_Directions_:
In the listing below, the lines from the first through the one with "through the scribe." are to be copied word for word.
++++
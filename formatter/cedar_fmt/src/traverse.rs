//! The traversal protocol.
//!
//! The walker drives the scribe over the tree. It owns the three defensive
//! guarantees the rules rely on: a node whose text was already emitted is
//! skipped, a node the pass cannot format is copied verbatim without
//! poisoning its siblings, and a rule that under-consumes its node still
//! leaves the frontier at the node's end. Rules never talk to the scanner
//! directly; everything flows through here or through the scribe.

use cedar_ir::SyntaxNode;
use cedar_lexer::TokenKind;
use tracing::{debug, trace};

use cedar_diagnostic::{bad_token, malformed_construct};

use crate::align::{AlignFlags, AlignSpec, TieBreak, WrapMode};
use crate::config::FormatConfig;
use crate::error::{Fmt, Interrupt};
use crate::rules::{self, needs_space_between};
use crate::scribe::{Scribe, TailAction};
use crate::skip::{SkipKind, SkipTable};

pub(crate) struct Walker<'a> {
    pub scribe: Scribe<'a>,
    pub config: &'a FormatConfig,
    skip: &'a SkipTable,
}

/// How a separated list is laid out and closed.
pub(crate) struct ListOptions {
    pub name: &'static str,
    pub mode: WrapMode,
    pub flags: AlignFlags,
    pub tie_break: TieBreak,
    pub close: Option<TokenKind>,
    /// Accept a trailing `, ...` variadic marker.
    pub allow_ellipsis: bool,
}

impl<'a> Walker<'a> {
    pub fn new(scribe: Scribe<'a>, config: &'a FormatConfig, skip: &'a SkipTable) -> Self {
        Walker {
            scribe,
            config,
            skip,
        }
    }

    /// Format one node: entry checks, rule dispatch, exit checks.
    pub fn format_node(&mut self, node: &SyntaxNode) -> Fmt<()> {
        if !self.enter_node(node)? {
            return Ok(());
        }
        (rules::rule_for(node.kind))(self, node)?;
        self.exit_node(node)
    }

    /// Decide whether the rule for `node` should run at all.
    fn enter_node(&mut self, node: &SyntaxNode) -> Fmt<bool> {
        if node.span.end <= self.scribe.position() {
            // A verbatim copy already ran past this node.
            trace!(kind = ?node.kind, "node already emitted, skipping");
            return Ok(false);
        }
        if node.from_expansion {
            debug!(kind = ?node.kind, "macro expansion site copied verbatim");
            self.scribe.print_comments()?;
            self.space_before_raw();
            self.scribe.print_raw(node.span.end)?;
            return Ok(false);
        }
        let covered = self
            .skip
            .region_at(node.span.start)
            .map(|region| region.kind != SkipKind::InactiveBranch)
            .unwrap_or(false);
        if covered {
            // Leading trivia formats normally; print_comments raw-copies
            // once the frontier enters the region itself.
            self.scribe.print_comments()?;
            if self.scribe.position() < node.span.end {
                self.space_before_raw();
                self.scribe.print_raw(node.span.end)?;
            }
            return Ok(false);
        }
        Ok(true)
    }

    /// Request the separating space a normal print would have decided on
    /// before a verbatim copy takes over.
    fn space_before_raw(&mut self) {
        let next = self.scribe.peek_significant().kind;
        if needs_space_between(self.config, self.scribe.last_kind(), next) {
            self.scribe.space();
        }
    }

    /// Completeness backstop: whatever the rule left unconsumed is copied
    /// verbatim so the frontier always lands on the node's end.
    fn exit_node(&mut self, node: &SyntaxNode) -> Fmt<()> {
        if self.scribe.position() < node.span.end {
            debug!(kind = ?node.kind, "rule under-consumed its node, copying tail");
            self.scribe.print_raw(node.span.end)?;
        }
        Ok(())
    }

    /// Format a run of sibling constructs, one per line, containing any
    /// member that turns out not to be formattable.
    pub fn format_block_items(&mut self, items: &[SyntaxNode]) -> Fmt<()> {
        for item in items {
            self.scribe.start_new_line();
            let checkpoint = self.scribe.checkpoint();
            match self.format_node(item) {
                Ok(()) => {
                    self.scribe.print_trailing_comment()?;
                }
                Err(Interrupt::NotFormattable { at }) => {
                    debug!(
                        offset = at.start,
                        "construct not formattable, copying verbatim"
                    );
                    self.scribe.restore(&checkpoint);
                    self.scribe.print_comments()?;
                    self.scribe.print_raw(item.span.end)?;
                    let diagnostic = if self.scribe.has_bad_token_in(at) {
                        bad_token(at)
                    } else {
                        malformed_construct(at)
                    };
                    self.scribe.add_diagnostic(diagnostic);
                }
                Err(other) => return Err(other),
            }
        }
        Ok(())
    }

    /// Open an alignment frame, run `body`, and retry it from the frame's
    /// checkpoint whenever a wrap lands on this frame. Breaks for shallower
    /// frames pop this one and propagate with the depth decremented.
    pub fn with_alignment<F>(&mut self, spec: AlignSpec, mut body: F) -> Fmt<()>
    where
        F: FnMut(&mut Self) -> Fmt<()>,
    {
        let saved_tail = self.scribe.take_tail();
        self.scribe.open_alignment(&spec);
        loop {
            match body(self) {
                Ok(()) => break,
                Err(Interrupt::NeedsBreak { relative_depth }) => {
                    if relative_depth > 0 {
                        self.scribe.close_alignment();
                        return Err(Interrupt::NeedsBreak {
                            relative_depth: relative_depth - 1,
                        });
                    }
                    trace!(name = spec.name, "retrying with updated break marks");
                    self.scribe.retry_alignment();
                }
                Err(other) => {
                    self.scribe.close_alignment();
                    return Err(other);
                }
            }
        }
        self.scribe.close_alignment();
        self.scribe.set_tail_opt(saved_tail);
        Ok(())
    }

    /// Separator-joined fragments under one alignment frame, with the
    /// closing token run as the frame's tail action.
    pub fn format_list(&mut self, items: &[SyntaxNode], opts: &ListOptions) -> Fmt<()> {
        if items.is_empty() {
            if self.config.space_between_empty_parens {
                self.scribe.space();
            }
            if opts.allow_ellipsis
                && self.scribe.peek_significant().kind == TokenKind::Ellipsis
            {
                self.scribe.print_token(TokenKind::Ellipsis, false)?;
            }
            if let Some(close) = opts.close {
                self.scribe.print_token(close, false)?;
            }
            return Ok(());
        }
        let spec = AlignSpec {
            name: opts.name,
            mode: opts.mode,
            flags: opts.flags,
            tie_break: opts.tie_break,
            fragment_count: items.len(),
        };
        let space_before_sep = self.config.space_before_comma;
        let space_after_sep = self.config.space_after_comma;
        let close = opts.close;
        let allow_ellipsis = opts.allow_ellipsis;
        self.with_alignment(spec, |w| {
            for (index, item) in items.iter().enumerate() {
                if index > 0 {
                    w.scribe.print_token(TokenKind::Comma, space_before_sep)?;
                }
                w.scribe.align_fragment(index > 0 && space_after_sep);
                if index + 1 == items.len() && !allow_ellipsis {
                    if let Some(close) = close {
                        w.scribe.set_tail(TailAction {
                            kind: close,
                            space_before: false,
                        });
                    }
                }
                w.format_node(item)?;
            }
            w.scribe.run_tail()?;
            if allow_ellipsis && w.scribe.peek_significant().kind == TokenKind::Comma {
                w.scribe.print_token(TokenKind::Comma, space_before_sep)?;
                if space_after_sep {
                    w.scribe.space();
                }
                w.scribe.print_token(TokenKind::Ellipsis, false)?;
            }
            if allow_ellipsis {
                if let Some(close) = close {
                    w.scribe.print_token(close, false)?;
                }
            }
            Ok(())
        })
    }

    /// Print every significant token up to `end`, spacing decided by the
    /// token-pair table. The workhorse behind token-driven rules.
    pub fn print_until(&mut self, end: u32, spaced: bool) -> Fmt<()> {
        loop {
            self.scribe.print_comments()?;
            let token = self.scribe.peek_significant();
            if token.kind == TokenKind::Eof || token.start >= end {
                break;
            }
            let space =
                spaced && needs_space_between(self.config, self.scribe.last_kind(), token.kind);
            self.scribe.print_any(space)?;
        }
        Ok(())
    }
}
++++
_Task response_:
filename formatter/cedar_fmt/src/traverse.rs
//! The traversal protocol.
//!
//! The walker drives the scribe over the tree. It owns the three defensive
//! guarantees the rules rely on: a node whose text was already emitted is
//! skipped, a node the pass cannot format is copied verbatim without
//! poisoning its siblings, and a rule that under-consumes its node still
//! leaves the frontier at the node's end. Rules never talk to the scanner
//! directly; everything flows through here or through the scribe.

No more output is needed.